Mucormycosis can be a devastating and fatal disease if not treated promptly; unfortunately diagnosis can be a delayed process. Depending on the Hospitals´ resources diagnosis can be more accurate or not. The mainstay of treatment is still surgical debridement with antifungal therapy. We present a case of a 75-year-old female, with immunosuppression and uncontrolled diabetes that presents to the emergency room with right hemifacial edema. CT scan revealed occupation of the right maxillary sinus, ethmoidal and sphenoid sinus and cranial base bone erosion with close proximity to the brain. Culture and biopsy specimens were taken with a delayed diagnosis of Mucor. The patient survived three months after surgical and antifungal therapy despite a very poor prognosis.


The most common form of mucormycosis in diabetes and immunosuppressive patients is rhinocerebral mucormycosis. Mucorales is referred to as mucormycosis. Mucorales are characterized by nonseptate, thick-walled hyphae. Initial symptoms tend to be silent, and a pattern of different colors may be seen depending on the different clinical phases. As the infection progresses, an erythematous to black necrotic eschar can be seen. Six families of Mucorales can cause mucormycosis, Mucor species being the rarest [1].
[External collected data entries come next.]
#[cfg(test)]
pub(crate) mod tests {
    use super::*;
    use crate::duration::DurationTier;
    use crate::models::{DiscountTarget, SeasonNights, Week};
    use crate::money::is_cent_exact;
    use crate::weeks::consecutive_weeks;
    use chrono::NaiveDate;

    /// Calendar with a single season everywhere.
    pub(crate) struct FlatCalendar(pub f64);

    impl SeasonCalendar for FlatCalendar {
        fn season_breakdown(&self, start: NaiveDate, end: NaiveDate) -> SeasonBreakdown {
            let nights = (end - start).num_days().max(0) as u32;
            let mut breakdown = SeasonBreakdown::default();
            breakdown.add_nights("Flat", self.0, nights);
            breakdown
        }
    }

    pub(crate) fn engine(seasonal: f64) -> PricingEngine {
        PricingEngine::default().with_calendar(Arc::new(FlatCalendar(seasonal)))
    }

    pub(crate) fn date(y: i32, m: u32, d: u32) -> NaiveDate {
        NaiveDate::from_ymd_opt(y, m, d).unwrap()
    }

    pub(crate) fn accommodation(title: &str, base_price: f64) -> Accommodation {
        Accommodation {
            id: title.to_lowercase().replace(' ', "-"),
            title: title.into(),
            base_price,
            kind: "room".into(),
        }
    }

    fn input(weeks: u32, base_price: f64, food: Option<f64>) -> PricingInput {
        PricingInput {
            weeks: consecutive_weeks(date(2025, 7, 7), weeks),
            accommodation: Some(accommodation("Bell Tent", base_price)),
            food_contribution: food,
            discount: None,
        }
    }

    fn code(percentage_discount: f64, applies_to: DiscountTarget) -> Option<AppliedDiscount> {
        Some(AppliedDiscount {
            code: "GARDEN".into(),
            percentage_discount,
            applies_to,
        })
    }

    #[test]
    fn one_week_without_discounts() {
        let details = engine(0.0).price_booking(&input(1, 200.0, Some(345.0)));
        assert_eq!(details.total_nights, 7);
        assert_eq!(details.weeks_staying, 1.0);
        assert_eq!(details.total_accommodation_cost, 200.0);
        assert_eq!(details.total_food_and_facilities_cost, 345.0);
        assert_eq!(details.subtotal, 545.0);
        assert_eq!(details.total_amount, 545.0);
        assert_eq!(details.duration_discount_percent, 0.0);
        assert_eq!(details.duration_discount_amount, 0.0);
        assert_eq!(details.vat_amount, 130.8);
        assert_eq!(details.total_with_vat, 675.8);
    }

    #[test]
    fn discount_code_on_accommodation_only() {
        let mut quote = input(1, 200.0, Some(345.0));
        quote.discount = code(10.0, DiscountTarget::Accommodation);
        let details = engine(0.0).price_booking(&quote);
        assert_eq!(details.subtotal, 545.0);
        assert_eq!(details.applied_code_discount_value, 20.0);
        assert_eq!(details.total_amount, 525.0);
        assert_eq!(details.vat_amount, 126.0);
    }

    #[test]
    fn eight_week_stay_gets_the_top_duration_tier() {
        let details = engine(0.0).price_booking(&input(8, 200.0, Some(240.0)));
        assert_eq!(details.duration_discount_percent, 25.0);
        assert_eq!(details.weekly_accommodation_rate, 150.0);
        assert_eq!(details.total_accommodation_cost, 1200.0);
        // 240 * 0.75 = 180 per week
        assert_eq!(details.displayed_weekly_food_rate, 180.0);
        assert_eq!(details.total_food_and_facilities_cost, 1440.0);
        // 400 off accommodation, 480 off food
        assert_eq!(details.duration_discount_amount, 880.0);
    }

    #[test]
    fn eight_weeks_at_a_discounted_weekly_rate_of_two_hundred() {
        // a tier and base price whose reduced weekly rate is exactly 200
        let table = DurationDiscountTable::new(vec![DurationTier {
            min_weeks: 8,
            discount: 0.2,
        }])
        .unwrap();
        let details = engine(0.0)
            .with_duration_table(table)
            .price_booking(&input(8, 250.0, Some(240.0)));
        assert_eq!(details.weekly_accommodation_rate, 200.0);
        assert_eq!(details.total_accommodation_cost, 1600.0);
    }

    #[test]
    fn over_one_hundred_percent_code() {
        let mut quote = input(1, 200.0, Some(345.0));
        quote.discount = code(150.0, DiscountTarget::Total);
        let details = engine(0.0).price_booking(&quote);
        assert_eq!(details.total_amount, 0.0);
        assert_eq!(details.vat_amount, 0.0);
        assert_eq!(details.total_with_vat, 0.0);
    }

    #[test]
    fn unset_food_contribution_uses_the_night_tier_default() {
        let short = PricingInput {
            weeks: vec![Week::new("w", date(2025, 7, 7), date(2025, 7, 10))],
            accommodation: Some(accommodation("Bell Tent", 210.0)),
            food_contribution: None,
            discount: None,
        };
        let details = engine(0.0).price_booking(&short);
        assert_eq!(details.base_weekly_food_rate, 345.0);
        // 3 nights display as 0.4 weeks
        assert_eq!(details.weeks_staying, 0.4);
        assert_eq!(details.total_food_and_facilities_cost, 138.0);
        assert_eq!(details.total_accommodation_cost, 84.0);

        let long = engine(0.0).price_booking(&input(3, 210.0, None));
        assert_eq!(long.base_weekly_food_rate, 240.0);
    }

    #[test]
    fn seasonal_and_duration_discounts_compound() {
        let details = engine(0.4).price_booking(&input(4, 400.0, Some(240.0)));
        assert_eq!(details.seasonal_discount_percent, 40.0);
        assert_eq!(details.duration_discount_percent, 18.0);
        assert_eq!(details.effective_base_rate, 240.0);
        // 400 * 0.6 * 0.82
        assert_eq!(details.weekly_accommodation_rate, 196.8);
        assert_eq!(details.total_accommodation_cost, 787.2);
    }

    #[test]
    fn dorms_ignore_the_season() {
        let mut quote = input(1, 150.0, Some(345.0));
        quote.accommodation = Some(accommodation("Van Parking / Dorm", 150.0));
        let details = engine(0.4).price_booking(&quote);
        assert_eq!(details.seasonal_discount_percent, 0.0);
        assert_eq!(details.total_accommodation_cost, 150.0);
    }

    #[test]
    fn test_accommodation_has_no_food_cost() {
        let mut quote = input(2, 1.0, Some(345.0));
        quote.accommodation = Some(Accommodation {
            kind: "test".into(),
            ..accommodation("Payment Test", 1.0)
        });
        quote.discount = code(50.0, DiscountTarget::Total);
        let details = engine(0.0).price_booking(&quote);
        assert_eq!(details.total_food_and_facilities_cost, 0.0);
        assert_eq!(details.total_amount, details.total_accommodation_cost);
        assert_eq!(details.subtotal, details.total_accommodation_cost);
        assert_eq!(
            details.vat_amount,
            VatPolicy::default().apply(details.total_accommodation_cost).vat_amount
        );
    }

    #[test]
    fn no_accommodation_and_no_weeks() {
        let details = engine(0.0).price_booking(&PricingInput::default());
        assert_eq!(details.total_nights, 0);
        assert_eq!(details.total_accommodation_cost, 0.0);
        assert_eq!(details.total_food_and_facilities_cost, 0.0);
        assert_eq!(details.total_amount, 0.0);
        assert_eq!(details.total_with_vat, 0.0);
    }

    #[test]
    fn amounts_are_cent_exact_and_never_negative() {
        let engine = engine(0.17);
        let targets = [
            DiscountTarget::Accommodation,
            DiscountTarget::FoodFacilities,
            DiscountTarget::Total,
        ];
        for nights in [1u32, 3, 6, 7, 10, 13, 20, 29, 45, 61] {
            for base_price in [99.99, 187.5, 333.33] {
                for food in [240.0, 287.0, 345.5] {
                    for pct in [0.0, 7.5, 33.0, 100.0, 137.0] {
                        for target in targets {
                            let quote = PricingInput {
                                weeks: vec![Week::new(
                                    "w",
                                    date(2025, 1, 1),
                                    date(2025, 1, 1) + chrono::Duration::days(i64::from(nights)),
                                )],
                                accommodation: Some(accommodation("Cabin", base_price)),
                                food_contribution: Some(food),
                                discount: code(pct, target),
                            };
                            let d = engine.price_booking(&quote);
                            for value in [
                                d.total_accommodation_cost,
                                d.total_food_and_facilities_cost,
                                d.subtotal,
                                d.total_amount,
                                d.applied_code_discount_value,
                                d.vat_amount,
                                d.total_with_vat,
                            ] {
                                assert!(is_cent_exact(value), "{value} is not cent exact");
                            }
                            assert!(d.total_amount >= 0.0);
                            assert_eq!(
                                d.total_with_vat,
                                round2(d.total_amount + d.vat_amount)
                            );
                        }
                    }
                }
            }
        }
    }

    #[test]
    fn batch_keeps_input_order() {
        let engine = engine(0.0);
        let inputs: Vec<_> = (1..=10).map(|w| input(w, 200.0, Some(300.0))).collect();
        let batch = engine.price_batch(&inputs);
        assert_eq!(batch.len(), 10);
        for (input, details) in inputs.iter().zip(&batch) {
            assert_eq!(details, &engine.price_booking(input));
        }
        assert_eq!(batch[9].total_nights, 70);
    }

    #[test]
    fn default_engine_uses_the_season_table() {
        // January is low season
        let quote = PricingInput {
            weeks: consecutive_weeks(date(2026, 1, 5), 1),
            accommodation: Some(accommodation("Bell Tent", 200.0)),
            food_contribution: Some(345.0),
            discount: None,
        };
        let details = PricingEngine::default().price_booking(&quote);
        assert_eq!(details.seasonal_discount_percent, 40.0);
        assert_eq!(details.total_accommodation_cost, 120.0);
    }

    #[test]
    fn food_range_tracks_the_stay() {
        let engine = PricingEngine::default();
        assert_eq!(engine.food_contribution_range(4).min, 345.0);
        assert_eq!(engine.food_contribution_range(56).min, 240.0);
    }

    #[test]
    fn flat_calendar_breakdown() {
        let breakdown = FlatCalendar(0.1).season_breakdown(date(2025, 1, 1), date(2025, 1, 8));
        assert_eq!(
            breakdown.seasons,
            vec![SeasonNights {
                name: "Flat".into(),
                discount: 0.1,
                nights: 7
            }]
        );
    }
}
Rhinocerebral mucormycosis is a devastating and life-threatening condition of the nasal mucosa that can have a very rapid contiguous. It can invade blood vessels and cause thrombosis and necrosis. The usual site of entry is the nasal mucosa [1].

Culture and histopathology are the initial assessment choices, imaging is important to understand the degree of invasion, but lesions are unspecific for mucormycosis. Histopathology can aid in diagnosing mucormycosis, but can`t describe the species. The best method for this is PCR. Mainstay of therapy is based in surgical debridement and antimycotic therapy, but stabilization of comorbidities is of extreme importance (ketoacidosis, immunosuppression, etc.). Liposomal amphotericin B is the treatment of choice 5 to 10 mg/kg/day. Posaconazole or caspofungin are substitute choices as well. Other antimycotic drugs such as voriconazole, itraconazole or fluconazole do not act on Mucorales. It is important to mention that there can variability in resistance and susceptibility to amphotericin B and other antifungal drugs that can be a downside in successful treatment [2-4].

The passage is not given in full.